- since 1996 -
|NDT.net Issue - 2019-06 - NEWS |
W. CONSHOHOCKEN, Pa., May 14, 2019 – A new ASTM International standard will help manufacturers in the aerospace, power generation, and automotive industries test parts for defects. The organization’s nondestructive testing committee (E07) developed the standard (soon to be published as E3213).
Through process compensated resonance testing (PCRT), parts from planes, cars, and more can be tested for defects by vibrating the part and listening to how it ‘rings.’ The new standard describes the procedure for testing a part using PCRT both before and after a manufacturing process to measure any potential changes and to determine if that process was done correctly.
According to ASTM International member Eric Biedermann, an engineering manager at Vibrant Corporation, the standard can be used both for new parts and for parts that require maintenance to measure the change the part has experienced while in service. This can help determine whether the part is still serviceable or must be scrapped.

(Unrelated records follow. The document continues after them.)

//! Error types for ingestion.

use thiserror::Error;

/// Errors that can occur while reading uploads or fetching repositories.
#[derive(Debug, Error)]
pub enum IngestError {
    /// The upload's extension has no reader.
    #[error("Unsupported file format: {extension} (supported: {})", supported.join(", "))]
    UnsupportedFormat {
        extension: String,
        supported: Vec<&'static str>,
    },

    /// A supported file could not be decoded.
    #[error("Error processing file: {0}")]
    Read(String),

    /// Not a recognizable GitHub repository URL.
    #[error("Invalid GitHub URL: {0}")]
    InvalidUrl(String),

    /// HTTP request failed.
    #[error("HTTP error: {0}")]
    Http(#[from] reqwest::Error),

    /// GitHub answered with a non-success status.
    #[error("GitHub API error ({status}): {message}")]
    Api { status: u16, message: String },
}

/// Result type for ingestion operations.
pub type Result<T> = std::result::Result<T, IngestError>;
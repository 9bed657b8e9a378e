//! Learning path storage.

use sqlx::SqlitePool;

use crate::error::{DatabaseError, Result};
use crate::models::LearningPath;

/// Store a generated curriculum as a new learning path. Returns the path ID.
pub async fn create_learning_path(
    pool: &SqlitePool,
    user_id: i64,
    title: &str,
    source_type: &str,
    source_content: &str,
    curriculum: &serde_json::Value,
) -> Result<i64> {
    let curriculum_json = serde_json::to_string(curriculum)?;

    let result = sqlx::query(
        r#"
        INSERT INTO learning_paths (user_id, title, source_type, source_content, curriculum_json)
        VALUES (?, ?, ?, ?, ?)
        "#,
    )
    .bind(user_id)
    .bind(title)
    .bind(source_type)
    .bind(source_content)
    .bind(curriculum_json)
    .execute(pool)
    .await?;

    let id = result.last_insert_rowid();
    tracing::info!(user_id, path_id = id, source_type, "Created learning path");

    Ok(id)
}

/// List a user's learning paths, newest first.
pub async fn list_learning_paths(pool: &SqlitePool, user_id: i64) -> Result<Vec<LearningPath>> {
    let paths = sqlx::query_as::<_, LearningPath>(
        r#"
        SELECT id, user_id, title, source_type, source_content, curriculum_json, created_at
        FROM learning_paths
        WHERE user_id = ?
        ORDER BY created_at DESC, id DESC
        "#,
    )
    .bind(user_id)
    .fetch_all(pool)
    .await?;

    Ok(paths)
}

/// Get a learning path by ID.
pub async fn get_learning_path(pool: &SqlitePool, id: i64) -> Result<LearningPath> {
    sqlx::query_as::<_, LearningPath>(
        r#"
        SELECT id, user_id, title, source_type, source_content, curriculum_json, created_at
        FROM learning_paths
        WHERE id = ?
        "#,
    )
    .bind(id)
    .fetch_optional(pool)
    .await?
    .ok_or_else(|| DatabaseError::NotFound {
        entity: "LearningPath",
        id: id.to_string(),
    })
}
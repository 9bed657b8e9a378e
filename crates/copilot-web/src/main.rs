//! Learning Copilot web server.
//!
//! Turns a topic, syllabus, GitHub repository or quick-start template into a
//! project-based curriculum, then tracks progress, chat and experiments as
//! the learner builds through it. Pages are server-rendered HTML.

mod config;
mod error;
mod journal;
mod routes;
mod session;
mod state;
mod wins;

use std::sync::Arc;

use completion::CompletionClient;
use curriculum::CurriculumGenerator;
use database::Database;
use ingest::GitHubFetcher;
use tower_http::services::ServeDir;
use tower_http::trace::TraceLayer;
use tracing::{error, info};
use tracing_subscriber::EnvFilter;

use crate::config::Config;
use crate::session::SessionStore;
use crate::state::AppState;

#[tokio::main]
async fn main() -> Result<(), Box<dyn std::error::Error>> {
    // Load .env file if present
    let _ = dotenvy::dotenv();

    tracing_subscriber::fmt()
        .with_env_filter(
            EnvFilter::try_from_default_env().unwrap_or_else(|_| EnvFilter::new("info")),
        )
        .init();

    let config = Config::from_env()?;
    info!(addr = %config.addr, "Starting Learning Copilot");

    let db = Database::connect(&config.database_url).await?;
    db.init_schema().await?;

    // Without an API key nothing useful can be generated
    let client = match CompletionClient::from_env() {
        Ok(client) => client,
        Err(e) => {
            error!("Completion client unavailable: {}", e);
            eprintln!("Error: {}", e);
            std::process::exit(1);
        }
    };
    let generator = CurriculumGenerator::new(Arc::new(client));

    let github = GitHubFetcher::from_env()?;
    if !github.is_authenticated() {
        info!("GITHUB_ACCESS_TOKEN not set, repository analysis is rate limited");
    }

    let sessions = SessionStore::new(config.session_idle_timeout);
    let state = AppState::new(db, generator, github, sessions);

    let app = routes::router()
        .nest_service("/static", ServeDir::new(&config.static_dir))
        .layer(TraceLayer::new_for_http())
        .with_state(state);

    info!(addr = %config.addr, "Learning Copilot listening");
    let listener = tokio::net::TcpListener::bind(config.addr).await?;
    axum::serve(listener, app).await?;

    Ok(())
}
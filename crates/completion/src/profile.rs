//! Model-family parameter dialects.
//!
//! Different model families reject parameters outside their supported set.
//! [`ModelProfile`] classifies the configured model identifier once per
//! request and decides which fields the request body carries:
//!
//! | Profile | Prefix | `temperature` | Token field | Extra fields |
//! |---|---|---|---|---|
//! | `ReasoningTier` | `gpt-5` | omitted | `max_completion_tokens` | `verbosity`, `reasoning_effort` |
//! | `AlternateReasoning` | `o1` | omitted | `max_completion_tokens` | none |
//! | `Standard` | anything else | sent | `max_tokens` | none |

use crate::api_types::{
    ChatCompletionRequest, ChatMessage, ReasoningEffort, ResponseFormat, Verbosity,
};

/// Name of the legacy token-limit field.
pub const LEGACY_TOKEN_FIELD: &str = "max_tokens";

/// Name of the output-ceiling token field.
pub const OUTPUT_CEILING_FIELD: &str = "max_completion_tokens";

/// Parameter dialect of a model family.
#[derive(Debug, Clone, Copy, PartialEq, Eq)]
pub enum ModelProfile {
    /// Reasoning models with verbosity and effort controls.
    ReasoningTier,
    /// Older reasoning models without extra controls.
    AlternateReasoning,
    /// Everything else: classic sampling parameters.
    Standard,
}

/// Which field carries the token limit.
#[derive(Debug, Clone, Copy, PartialEq, Eq)]
pub enum TokenLimitField {
    Legacy,
    OutputCeiling,
}

impl TokenLimitField {
    pub fn name(&self) -> &'static str {
        match self {
            TokenLimitField::Legacy => LEGACY_TOKEN_FIELD,
            TokenLimitField::OutputCeiling => OUTPUT_CEILING_FIELD,
        }
    }
}

/// The parameter contract of one profile.
#[derive(Debug, Clone, Copy, PartialEq, Eq)]
pub struct ParameterContract {
    pub sends_temperature: bool,
    pub token_field: TokenLimitField,
    pub sends_reasoning_controls: bool,
}

/// Fully resolved sampling parameters for one request.
#[derive(Debug, Clone, Copy, PartialEq)]
pub struct ResolvedParams {
    pub temperature: f32,
    pub max_tokens: u32,
    pub structured: bool,
    pub verbosity: Verbosity,
    pub reasoning_effort: ReasoningEffort,
}

impl ModelProfile {
    /// Prefix table, checked in order. Unmatched ids are `Standard`.
    pub const PREFIXES: &'static [(&'static str, ModelProfile)] = &[
        ("gpt-5", ModelProfile::ReasoningTier),
        ("o1", ModelProfile::AlternateReasoning),
    ];

    /// Classify a model identifier.
    pub fn classify(model: &str) -> Self {
        Self::PREFIXES
            .iter()
            .find(|(prefix, _)| model.starts_with(prefix))
            .map(|(_, profile)| *profile)
            .unwrap_or(ModelProfile::Standard)
    }

    /// The parameter contract for this profile.
    pub fn contract(&self) -> ParameterContract {
        match self {
            ModelProfile::ReasoningTier => ParameterContract {
                sends_temperature: false,
                token_field: TokenLimitField::OutputCeiling,
                sends_reasoning_controls: true,
            },
            ModelProfile::AlternateReasoning => ParameterContract {
                sends_temperature: false,
                token_field: TokenLimitField::OutputCeiling,
                sends_reasoning_controls: false,
            },
            ModelProfile::Standard => ParameterContract {
                sends_temperature: true,
                token_field: TokenLimitField::Legacy,
                sends_reasoning_controls: false,
            },
        }
    }

    /// Build the request body for this profile.
    pub fn build_request(
        &self,
        model: &str,
        messages: Vec<ChatMessage>,
        params: &ResolvedParams,
    ) -> ChatCompletionRequest {
        let contract = self.contract();

        let (max_tokens, max_completion_tokens) = match contract.token_field {
            TokenLimitField::Legacy => (Some(params.max_tokens), None),
            TokenLimitField::OutputCeiling => (None, Some(params.max_tokens)),
        };

        ChatCompletionRequest {
            model: model.to_string(),
            messages,
            temperature: contract.sends_temperature.then_some(params.temperature),
            max_tokens,
            max_completion_tokens,
            verbosity: contract.sends_reasoning_controls.then_some(params.verbosity),
            reasoning_effort: contract
                .sends_reasoning_controls
                .then_some(params.reasoning_effort),
            response_format: params.structured.then(ResponseFormat::json_object),
        }
    }
}
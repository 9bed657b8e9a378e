//! Database models.

use std::fmt;
use std::str::FromStr;

use serde::{Deserialize, Serialize};
use sqlx::FromRow;

use crate::error::DatabaseError;

/// A learner, identified by a unique username.
#[derive(Debug, Clone, PartialEq, Eq, Serialize, Deserialize, FromRow)]
pub struct User {
    /// Auto-incrementing ID.
    pub id: i64,
    /// Unique username entered at login.
    pub username: String,
    /// Creation timestamp.
    pub created_at: String,
}

/// A generated curriculum owned by a user.
#[derive(Debug, Clone, PartialEq, Eq, Serialize, Deserialize, FromRow)]
pub struct LearningPath {
    /// Auto-incrementing ID.
    pub id: i64,
    /// Owning user.
    pub user_id: i64,
    /// Display title (usually the curriculum title).
    pub title: String,
    /// Where the path came from: "manual", "syllabus", "github", "template".
    pub source_type: String,
    /// The raw input that produced the curriculum (topic, syllabus excerpt, URL).
    pub source_content: Option<String>,
    /// Curriculum document as JSON text.
    pub curriculum_json: Option<String>,
    /// Creation timestamp.
    pub created_at: String,
}

impl LearningPath {
    /// Decode the stored curriculum document.
    ///
    /// A path saved without a curriculum decodes to `Value::Null`.
    pub fn curriculum(&self) -> Result<serde_json::Value, DatabaseError> {
        match self.curriculum_json.as_deref() {
            Some(json) => Ok(serde_json::from_str(json)?),
            None => Ok(serde_json::Value::Null),
        }
    }

    /// The date part of `created_at` (YYYY-MM-DD).
    pub fn created_date(&self) -> &str {
        self.created_at.get(..10).unwrap_or(&self.created_at)
    }
}

/// Progress state of a single curriculum module.
#[derive(Debug, Clone, Copy, PartialEq, Eq, Hash, Default, Serialize, Deserialize)]
#[serde(rename_all = "snake_case")]
pub enum ProgressStatus {
    #[default]
    NotStarted,
    InProgress,
    Completed,
}

impl ProgressStatus {
    pub fn as_str(&self) -> &'static str {
        match self {
            ProgressStatus::NotStarted => "not_started",
            ProgressStatus::InProgress => "in_progress",
            ProgressStatus::Completed => "completed",
        }
    }

    /// Human-readable label ("In Progress").
    pub fn label(&self) -> &'static str {
        match self {
            ProgressStatus::NotStarted => "Not Started",
            ProgressStatus::InProgress => "In Progress",
            ProgressStatus::Completed => "Completed",
        }
    }
}

impl fmt::Display for ProgressStatus {
    fn fmt(&self, f: &mut fmt::Formatter<'_>) -> fmt::Result {
        f.write_str(self.as_str())
    }
}

impl FromStr for ProgressStatus {
    type Err = DatabaseError;

    fn from_str(s: &str) -> Result<Self, Self::Err> {
        match s {
            "not_started" => Ok(ProgressStatus::NotStarted),
            "in_progress" => Ok(ProgressStatus::InProgress),
            "completed" => Ok(ProgressStatus::Completed),
            other => Err(DatabaseError::InvalidValue {
                field: "status",
                value: other.to_string(),
            }),
        }
    }
}

/// Progress of one user through one module of a learning path.
#[derive(Debug, Clone, PartialEq, Eq, Serialize, Deserialize)]
pub struct ModuleProgress {
    pub id: i64,
    pub user_id: i64,
    pub path_id: i64,
    /// Module identifier from the curriculum (e.g., "module_1").
    pub module_id: String,
    pub status: ProgressStatus,
    /// Names of projects finished within the module.
    pub projects_completed: Option<Vec<String>>,
    /// Free-text learner notes.
    pub notes: Option<String>,
    /// Last update timestamp.
    pub updated_at: String,
}

/// Raw progress row as stored.
#[derive(Debug, Clone, FromRow)]
pub(crate) struct ProgressRow {
    pub id: i64,
    pub user_id: i64,
    pub path_id: i64,
    pub module_id: String,
    pub status: String,
    pub projects_completed: Option<String>,
    pub notes: Option<String>,
    pub updated_at: String,
}

impl ProgressRow {
    pub(crate) fn into_progress(self) -> Result<ModuleProgress, DatabaseError> {
        let projects_completed = match self.projects_completed {
            Some(json) => Some(serde_json::from_str(&json)?),
            None => None,
        };

        Ok(ModuleProgress {
            id: self.id,
            user_id: self.user_id,
            path_id: self.path_id,
            module_id: self.module_id,
            status: self.status.parse()?,
            projects_completed,
            notes: self.notes,
            updated_at: self.updated_at,
        })
    }
}

/// A chat message exchanged while studying a learning path.
#[derive(Debug, Clone, PartialEq, Eq, Serialize, Deserialize, FromRow)]
pub struct ChatMessage {
    pub id: i64,
    pub user_id: i64,
    pub path_id: i64,
    /// Role: "user" or "assistant"
    pub role: String,
    pub content: String,
    pub timestamp: String,
}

“The new standard will ensure that defective parts do not enter the parts stream,” says Biedermann. “It can also allow the extension of part service life by examining the actual physical condition of parts, rather than a time-based life limit that will scrap a part after a fixed period regardless of its actual condition.”
This effort relates to the United Nations Sustainable Development Goals #7 (affordable and clean energy) and #9 (industry, innovation, and infrastructure), he adds.
“The cost of energy production will be reduced by keeping acceptable power generation parts, such as turbine blades, in service longer,” said Biedermann. “By improving manufacturing process monitoring and control, the new standard will improve manufacturing quality and reduce scrap rates, which will reduce the consumption of material resources and energy.”